With a strong rally today, the general stock market roared back . . . to a level it originally reached twelve years ago.

Meanwhile, Fed Chairman Ben Bernanke in testimony before Congress earlier this week and in a Wall Street Journal article he published on Tuesday declared "accommodative policies will likely be warranted for an extended period."

As an excellent editorial in the same Wall Street Journal pointed out the next day, "we’ve been here before — specifically, in late 2003 when Mr. Bernanke was a Governor at Alan Greenspan’s Fed. Despite an expansion that was already well under way, Mr. Bernanke argued at the time that the Fed needed to keep the fed funds rate at 1% for an 'extended period' in order to reduce unemployment."

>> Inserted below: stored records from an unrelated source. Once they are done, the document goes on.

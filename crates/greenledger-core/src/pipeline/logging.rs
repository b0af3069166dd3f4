use crate::action::ActionRequest;
use crate::error::Result;

use super::{AwardContext, Next, RewardStage};

/// Emits an audit record of who did what, then delegates.
///
/// Records go to the `greenledger::audit` target at INFO. The amount
/// returned by the inner chain passes through untouched.
#[derive(Debug, Clone, Copy, Default)]
pub struct LoggingStage;

impl RewardStage for LoggingStage {
    fn name(&self) -> &'static str {
        "logging"
    }

    fn award(
        &self,
        ctx: &AwardContext<'_>,
        request: &ActionRequest,
        next: Next<'_>,
    ) -> Result<i64> {
        tracing::info!(
            target: "greenledger::audit",
            actor = %request.actor_id,
            action_type = %request.action_type,
            description = %request.description,
            impact = ?request.impact,
            dedup_key = %ctx.key,
            "action submitted for reward"
        );
        next.run(ctx, request)
    }
}
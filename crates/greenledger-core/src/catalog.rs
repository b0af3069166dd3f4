//! Reward catalog: what actors can spend their tokens on.
//!
//! Rewards live in `.greenledger/rewards.yaml`. Redeeming one appends a
//! `Reward` debit to the ledger and takes one unit out of stock. The ledger
//! entry is the durable record of the redemption; the catalog only tracks
//! what is still on offer.

use crate::actor::BalanceProjection;
use crate::error::{LedgerError, Result};
use crate::ledger::{EntryDraft, Ledger};
use crate::paths;
use chrono::{DateTime, Utc};
use serde::{Deserialize, Serialize};
use std::fmt;
use std::path::{Path, PathBuf};
use std::sync::Mutex;
use uuid::Uuid;

// ---------------------------------------------------------------------------
// RewardKind
// ---------------------------------------------------------------------------

#[derive(Debug, Clone, Copy, PartialEq, Eq, Hash, Serialize, Deserialize)]
#[serde(rename_all = "snake_case")]
pub enum RewardKind {
    Badge,
    Discount,
    Prize,
    Benefit,
}

impl RewardKind {
    pub fn as_str(self) -> &'static str {
        match self {
            RewardKind::Badge => "badge",
            RewardKind::Discount => "discount",
            RewardKind::Prize => "prize",
            RewardKind::Benefit => "benefit",
        }
    }
}

impl fmt::Display for RewardKind {
    fn fmt(&self, f: &mut fmt::Formatter<'_>) -> fmt::Result {
        f.write_str(self.as_str())
    }
}

impl std::str::FromStr for RewardKind {
    type Err = LedgerError;

    /// Accepts the English names and the legacy tags (`Medalha`, `Desconto`,
    /// `Prêmio`, `Benefício`), case-insensitively.
    fn from_str(s: &str) -> Result<Self> {
        match s.trim().to_lowercase().as_str() {
            "badge" | "medalha" => Ok(RewardKind::Badge),
            "discount" | "desconto" => Ok(RewardKind::Discount),
            "prize" | "premio" | "prêmio" => Ok(RewardKind::Prize),
            "benefit" | "beneficio" | "benefício" => Ok(RewardKind::Benefit),
            other => Err(LedgerError::InvalidRequest(format!(
                "unknown reward kind '{other}' (badge, discount, prize, benefit)"
            ))),
        }
    }
}

// ---------------------------------------------------------------------------
// Reward
// ---------------------------------------------------------------------------

#[derive(Debug, Clone, PartialEq, Serialize, Deserialize)]
pub struct Reward {
    pub id: String,
    pub name: String,
    #[serde(default)]
    pub description: String,
    pub kind: RewardKind,
    /// Tokens debited per redemption.
    pub required_points: i64,
    /// Units left. `UNLIMITED_STOCK` never runs out.
    #[serde(default = "default_stock")]
    pub stock: i64,
    #[serde(default = "default_active")]
    pub active: bool,
    pub created_at: DateTime<Utc>,
    pub updated_at: DateTime<Utc>,
}

pub const UNLIMITED_STOCK: i64 = -1;

fn default_stock() -> i64 {
    UNLIMITED_STOCK
}

fn default_active() -> bool {
    true
}

impl Reward {
    pub fn has_stock(&self) -> bool {
        self.stock == UNLIMITED_STOCK || self.stock > 0
    }

    pub fn is_available(&self) -> bool {
        self.active && self.has_stock()
    }

    pub fn can_be_redeemed_by(&self, balance: i64) -> bool {
        self.is_available() && balance >= self.required_points
    }

    /// Take one unit out of stock. Unlimited rewards are left alone.
    fn take_one(&mut self) {
        if self.stock > 0 {
            self.stock -= 1;
        }
    }
}

/// Parameters for a new catalog entry.
#[derive(Debug, Clone)]
pub struct NewReward {
    pub id: String,
    pub name: String,
    pub description: String,
    pub kind: RewardKind,
    pub required_points: i64,
    pub stock: i64,
}

impl NewReward {
    fn validate(&self) -> Result<()> {
        paths::validate_reward_id(&self.id)?;
        if self.name.trim().is_empty() {
            return Err(LedgerError::InvalidRequest(
                "reward name must not be empty".to_string(),
            ));
        }
        if self.required_points <= 0 {
            return Err(LedgerError::InvalidRequest(format!(
                "required points must be positive, got {}",
                self.required_points
            )));
        }
        if self.stock < UNLIMITED_STOCK {
            return Err(LedgerError::InvalidRequest(format!(
                "stock must be {UNLIMITED_STOCK} (unlimited) or more, got {}",
                self.stock
            )));
        }
        Ok(())
    }
}

/// Outcome of a successful redemption.
#[derive(Debug, Clone, Serialize)]
pub struct Redemption {
    pub id: Uuid,
    pub actor_id: String,
    pub reward_id: String,
    pub reward_name: String,
    pub points_spent: i64,
    pub balance_after: i64,
    /// Stock after this redemption; `UNLIMITED_STOCK` when unlimited.
    pub stock_left: i64,
    pub reference_key: String,
    pub redeemed_at: DateTime<Utc>,
}

// ---------------------------------------------------------------------------
// RewardCatalog (rewards.yaml)
// ---------------------------------------------------------------------------

#[derive(Debug, Clone, Serialize, Deserialize)]
struct CatalogData {
    #[serde(default = "default_version")]
    version: u32,
    #[serde(default)]
    rewards: Vec<Reward>,
}

fn default_version() -> u32 {
    1
}

/// YAML-backed catalog. Like `ActorFile`, every change re-reads the file
/// under `write_lock` and rewrites it atomically.
#[derive(Debug)]
pub struct RewardCatalog {
    path: PathBuf,
    write_lock: Mutex<()>,
}

impl RewardCatalog {
    /// Write an empty catalog if none exists. Returns true if written.
    pub fn init(root: &Path) -> Result<bool> {
        let empty = CatalogData {
            version: 1,
            rewards: Vec::new(),
        };
        let data = serde_yaml::to_string(&empty)?;
        crate::io::write_if_missing(&paths::rewards_path(root), data.as_bytes())
    }

    pub fn load(root: &Path) -> Result<Self> {
        let catalog = Self {
            path: paths::rewards_path(root),
            write_lock: Mutex::new(()),
        };
        catalog.read()?;
        Ok(catalog)
    }

    pub fn add(&self, new: NewReward) -> Result<Reward> {
        new.validate()?;
        self.modify(|data| {
            if data.rewards.iter().any(|r| r.id == new.id) {
                return Err(LedgerError::RewardExists(new.id.clone()));
            }
            let now = Utc::now();
            let reward = Reward {
                id: new.id,
                name: new.name.trim().to_string(),
                description: new.description,
                kind: new.kind,
                required_points: new.required_points,
                stock: new.stock,
                active: true,
                created_at: now,
                updated_at: now,
            };
            data.rewards.push(reward.clone());
            Ok(reward)
        })
    }

    /// Every reward, cheapest first, then by name.
    pub fn list(&self) -> Result<Vec<Reward>> {
        let mut rewards = self.read()?.rewards;
        rewards.sort_by(|a, b| {
            a.required_points
                .cmp(&b.required_points)
                .then_with(|| a.name.cmp(&b.name))
        });
        Ok(rewards)
    }

    pub fn get(&self, id: &str) -> Result<Reward> {
        self.read()?
            .rewards
            .into_iter()
            .find(|r| r.id == id)
            .ok_or_else(|| LedgerError::RewardNotFound(id.to_string()))
    }

    pub fn set_active(&self, id: &str, active: bool) -> Result<Reward> {
        self.modify(|data| {
            let reward = find_mut(data, id)?;
            reward.active = active;
            reward.updated_at = Utc::now();
            Ok(reward.clone())
        })
    }

    /// Replace the stock count, e.g. after a delivery of new vouchers.
    pub fn restock(&self, id: &str, stock: i64) -> Result<Reward> {
        if stock < UNLIMITED_STOCK {
            return Err(LedgerError::InvalidRequest(format!(
                "stock must be {UNLIMITED_STOCK} (unlimited) or more, got {stock}"
            )));
        }
        self.modify(|data| {
            let reward = find_mut(data, id)?;
            reward.stock = stock;
            reward.updated_at = Utc::now();
            Ok(reward.clone())
        })
    }

    /// Spend `actor_id`'s tokens on `reward_id`.
    ///
    /// Availability is checked and stock decremented under the catalog lock,
    /// so two redemptions through one catalog cannot both take the last unit.
    /// The ledger's balance guard decides whether the actor can afford it; a
    /// rejected debit leaves stock untouched.
    pub fn redeem(
        &self,
        ledger: &Ledger,
        projection: &dyn BalanceProjection,
        actor_id: &str,
        reward_id: &str,
    ) -> Result<Redemption> {
        self.modify(|data| {
            let reward = find_mut(data, reward_id)?;
            if !reward.is_available() {
                return Err(LedgerError::RewardUnavailable(reward.id.clone()));
            }

            let id = Uuid::new_v4();
            let draft = EntryDraft {
                reference_key: format!("reward:{}:{id}", reward.id),
                ..EntryDraft::redemption(
                    actor_id,
                    reward.required_points,
                    format!("Redeemed '{}'", reward.name),
                )
            };
            let entry = ledger.append(draft, projection)?;

            reward.take_one();
            reward.updated_at = entry.timestamp;
            tracing::info!(
                actor = %actor_id,
                reward = %reward.id,
                points = reward.required_points,
                stock_left = reward.stock,
                "reward redeemed"
            );
            Ok(Redemption {
                id,
                actor_id: entry.actor_id,
                reward_id: reward.id.clone(),
                reward_name: reward.name.clone(),
                points_spent: reward.required_points,
                balance_after: entry.balance_after,
                stock_left: reward.stock,
                reference_key: entry.reference_key,
                redeemed_at: entry.timestamp,
            })
        })
    }

    fn read(&self) -> Result<CatalogData> {
        if !self.path.exists() {
            return Err(LedgerError::NotInitialized);
        }
        let raw = std::fs::read_to_string(&self.path)?;
        Ok(serde_yaml::from_str(&raw)?)
    }

    /// Read-modify-write under the write lock. Nothing is written when `f`
    /// fails.
    fn modify<T>(&self, f: impl FnOnce(&mut CatalogData) -> Result<T>) -> Result<T> {
        let _held = self.write_lock.lock().unwrap_or_else(|e| e.into_inner());
        let mut data = self.read()?;
        let out = f(&mut data)?;
        let raw = serde_yaml::to_string(&data)?;
        crate::io::atomic_write(&self.path, raw.as_bytes())?;
        Ok(out)
    }
}

fn find_mut<'a>(data: &'a mut CatalogData, id: &str) -> Result<&'a mut Reward> {
    data.rewards
        .iter_mut()
        .find(|r| r.id == id)
        .ok_or_else(|| LedgerError::RewardNotFound(id.to_string()))
}

// ---------------------------------------------------------------------------
// Tests
// ---------------------------------------------------------------------------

We would argue, and have argued before, that the economic wreckage of the past decade has the fingerprints of Fed over-steering all over it. As the Journal's editorial board point out above, Fed over-steering in 2003 led directly to the housing and mortgage bubble that exploded in 2007 and 2008 (for evidence of that one need look no further than the graph in this blog post).

Fed over-steering was also culpable in the Nasdaq bubble of 1999 which collapsed in 2000-2002, as we explained in "The long shadow of the Y2K bug" and "Revisiting the 'New Economy.'"

In short, the Fed's attempts to both "promote economic recovery and price stability" (as Mr. Bernanke put it in his testimony before Congress this week) has led to widespread and unnecessary economic suffering for countless individuals. By trying to steer the economy and "promote recovery" the Fed creates boom and bust cycles of volatility that are far worse than would be the case if they simply focused on price stability and let businesses create the recovery.

How long will this Fed volatility continue? It appears to be with us for the foreseeable future. Currently, the Fed is in a very accommodative posture and Mr. Bernanke's stated belief in the "output gap" is likely to keep it accommodative long enough to cause inflation and/or another bubble somewhere.

Investors must be acutely aware of this phenomenon, which we believe is responsible for much of the pain they have felt over recent years.

The best response to this oversteering Fed, in our opinion, is to avoid chasing after faddish speculations (such as last year's commodity bubble and currency speculation, both of which we warned against at the time). Instead, investors should build the foundation of their future purchasing power on innovative, growing companies -- the only vehicles that over time have shown the ability to stay ahead of the dangerous swerving Federal Reserve.